If the human-yoma hybrid creatures -- the Claymore and the Awakened Beings -- really do not need to eat human flesh in order to survive, then this whole battle is unnecessary. The Claymore are tasked to help humans survive; if the Awakened Beings choose not to prey on humans, then there need be no quarrel between the two groups. And, indeed, the Organization has taken a pretty lenient stance with the awakened: they don't go after them unless the humans put out a contract for them to do so.
The lines drawn between the Claymore and the Awakened Beings have always been portrayed as ideological, a question of survival ethics. Claymore who value their morality over their survival submit to be killed by their comrades and receive a "human death". Those who value their survival above all else eventually turn away from the Organization rather than submit to death, and they survive however they can. Way back at the beginning of the series, when the Claymore were the protectors and the Awakened Beings were the killers, the morality of the two groups was easy to assign. Now that we've seen Claymore act as killers and Awakened Beings who are clearly wounded victims, the waters are muddied.

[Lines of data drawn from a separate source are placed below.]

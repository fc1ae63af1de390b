//! Binary patch stream assembly.
//!
//! Wire format (big endian):
//!
//! ```text
//! header  : magic "PFLP", version u8 = 1
//! entry   : kind u8        1 = modified, 2 = deleted
//!           path u32 len + UTF-8 bytes (repository path)
//!   modified only:
//!           content u64 len + raw bytes
//! trailer : kind u8 = 0    end-of-stream
//! ```
//!
//! Entries are emitted in ChangeSet order, so two assemblies over an
//! unchanged set are byte-identical. A resource whose local file no longer
//! exists becomes a `Deleted` entry; unreadable content fails the whole
//! assembly. The trailer is written and the sink flushed exactly once, even
//! when entry writing fails partway.

use std::fs::File;
use std::io::{self, BufReader, BufWriter, Read, Write};
use std::path::{Path, PathBuf};

use byteorder::{BigEndian, WriteBytesExt};
use tempfile::NamedTempFile;
use tracing::debug;

use crate::core::changeset::ChangeSet;
use crate::core::errors::RunError;

const MAGIC: &[u8; 4] = b"PFLP";
const VERSION: u8 = 1;

const KIND_END: u8 = 0;
const KIND_MODIFIED: u8 = 1;
const KIND_DELETED: u8 = 2;

/// Entry counts reported back for user-facing confirmation.
#[derive(Debug, Clone, Copy, Default, PartialEq, Eq)]
pub struct PatchSummary {
    pub modified: usize,
    pub deleted: usize,
}

impl PatchSummary {
    pub fn describe(&self) -> String {
        match (self.modified, self.deleted) {
            (m, 0) => format!("{m} new/modified file(s)"),
            (0, d) => format!("{d} deleted file(s)"),
            (m, d) => format!("{m} new/modified file(s), {d} deleted file(s)"),
        }
    }
}

/// Serializes the change set into `sink`. The trailer and flush are
/// attempted even on failure, and the first error wins (finalize, then
/// propagate).
pub fn assemble<W: Write>(change_set: &ChangeSet, sink: W) -> Result<PatchSummary, RunError> {
    let mut writer = BufWriter::new(sink);

    let body = write_entries(change_set, &mut writer);
    let finalized = finalize(&mut writer);

    let summary = body.map_err(RunError::PatchIo)?;
    finalized.map_err(RunError::PatchIo)?;
    Ok(summary)
}

/// Assembles into a named temporary file, the artifact the upload stage
/// streams to the server.
pub fn assemble_to_temp(change_set: &ChangeSet) -> Result<(NamedTempFile, PatchSummary), RunError> {
    let mut artifact = NamedTempFile::with_prefix("pfl-patch-").map_err(RunError::PatchIo)?;
    let summary = assemble(change_set, artifact.as_file_mut())?;
    debug!(
        patch = %artifact.path().display(),
        modified = summary.modified,
        deleted = summary.deleted,
        "patch assembled"
    );
    Ok((artifact, summary))
}

fn write_entries<W: Write>(change_set: &ChangeSet, out: &mut W) -> io::Result<PatchSummary> {
    out.write_all(MAGIC)?;
    out.write_u8(VERSION)?;

    let mut summary = PatchSummary::default();
    for resource in change_set {
        if resource.local.is_file() {
            debug!(repo = %resource.repository_path, "+ modified");
            write_modified(out, &resource.repository_path, &resource.local)?;
            summary.modified += 1;
        } else {
            debug!(repo = %resource.repository_path, "- deleted");
            write_path_entry(out, KIND_DELETED, &resource.repository_path)?;
            summary.deleted += 1;
        }
    }
    Ok(summary)
}

fn write_modified<W: Write>(out: &mut W, repository_path: &str, local: &Path) -> io::Result<()> {
    let file = File::open(local)?;
    let declared = file.metadata()?.len();

    write_path_entry(out, KIND_MODIFIED, repository_path)?;
    out.write_u64::<BigEndian>(declared)?;

    // Streamed copy; the declared length is part of the entry, so a file
    // that changed size mid-read corrupts the stream and must fail.
    let copied = io::copy(&mut BufReader::new(file), out)?;
    if copied != declared {
        return Err(io::Error::new(
            io::ErrorKind::UnexpectedEof,
            format!(
                "\"{}\" changed while streaming: declared {declared} bytes, read {copied}",
                local.display()
            ),
        ));
    }
    Ok(())
}

fn write_path_entry<W: Write>(out: &mut W, kind: u8, repository_path: &str) -> io::Result<()> {
    out.write_u8(kind)?;
    let bytes = repository_path.as_bytes();
    out.write_u32::<BigEndian>(bytes.len() as u32)?;
    out.write_all(bytes)
}

/// End-of-stream marker plus flush; the server-side patch reader relies on
/// the trailer to detect truncated uploads.
fn finalize<W: Write>(out: &mut W) -> io::Result<()> {
    out.write_u8(KIND_END)?;
    out.flush()
}

/// Decoded patch entry, used by tests and troubleshooting of retained
/// artifacts.
#[derive(Debug, Clone, PartialEq, Eq)]
pub enum PatchEntry {
    Modified {
        repository_path: String,
        content: Vec<u8>,
    },
    Deleted {
        repository_path: String,
    },
}

/// Reads a full patch stream back. Fails on a bad header, a truncated
/// stream, or an unknown entry kind.
pub fn read_patch<R: Read>(mut input: R) -> io::Result<Vec<PatchEntry>> {
    use byteorder::ReadBytesExt;

    let mut magic = [0u8; 4];
    input.read_exact(&mut magic)?;
    let version = input.read_u8()?;
    if &magic != MAGIC || version != VERSION {
        return Err(io::Error::new(io::ErrorKind::InvalidData, "bad patch header"));
    }

    let mut entries = Vec::new();
    loop {
        let kind = input.read_u8()?;
        if kind == KIND_END {
            return Ok(entries);
        }
        let path_len = input.read_u32::<BigEndian>()? as usize;
        let mut path = vec![0u8; path_len];
        input.read_exact(&mut path)?;
        let repository_path = String::from_utf8(path)
            .map_err(|err| io::Error::new(io::ErrorKind::InvalidData, err))?;

        match kind {
            KIND_MODIFIED => {
                let len = input.read_u64::<BigEndian>()? as usize;
                let mut content = vec![0u8; len];
                input.read_exact(&mut content)?;
                entries.push(PatchEntry::Modified {
                    repository_path,
                    content,
                });
            }
            KIND_DELETED => entries.push(PatchEntry::Deleted { repository_path }),
            other => {
                return Err(io::Error::new(
                    io::ErrorKind::InvalidData,
                    format!("unknown patch entry kind {other}"),
                ));
            }
        }
    }
}

/// Keeps or discards the temporary artifact once the upload finished.
/// Returns the retained path when keeping.
pub fn dispose_artifact(artifact: NamedTempFile, keep: bool) -> Option<PathBuf> {
    if keep {
        match artifact.keep() {
            Ok((_file, path)) => Some(path),
            Err(err) => {
                tracing::warn!(error = %err, "could not retain patch artifact");
                None
            }
        }
    } else {
        // Dropping the handle removes the file.
        None
    }
}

Are the Awakened Beings fighting under Isley fighting for survival, or do they just think they are? Are they fighting because they want to fight, because they enjoy eating human flesh and testing their limits against the Claymore? Where should the line be drawn between natural urges and ones that can and should be fought, and how much responsibility does someone like, say, Priscilla have for her actions? She who has been told all her life that monsters eat humans, who has been infused with the blood and urges of a monster, and who succumbs in moments of weakness to these urges even as she weeps, what can someone like Raki do for her? How much of what she does can be excused under the umbrella need of "survival"? How much of what Clare has done and will do can be excused under the same?
These are not questions I can easily answer, but they're questions we have to face.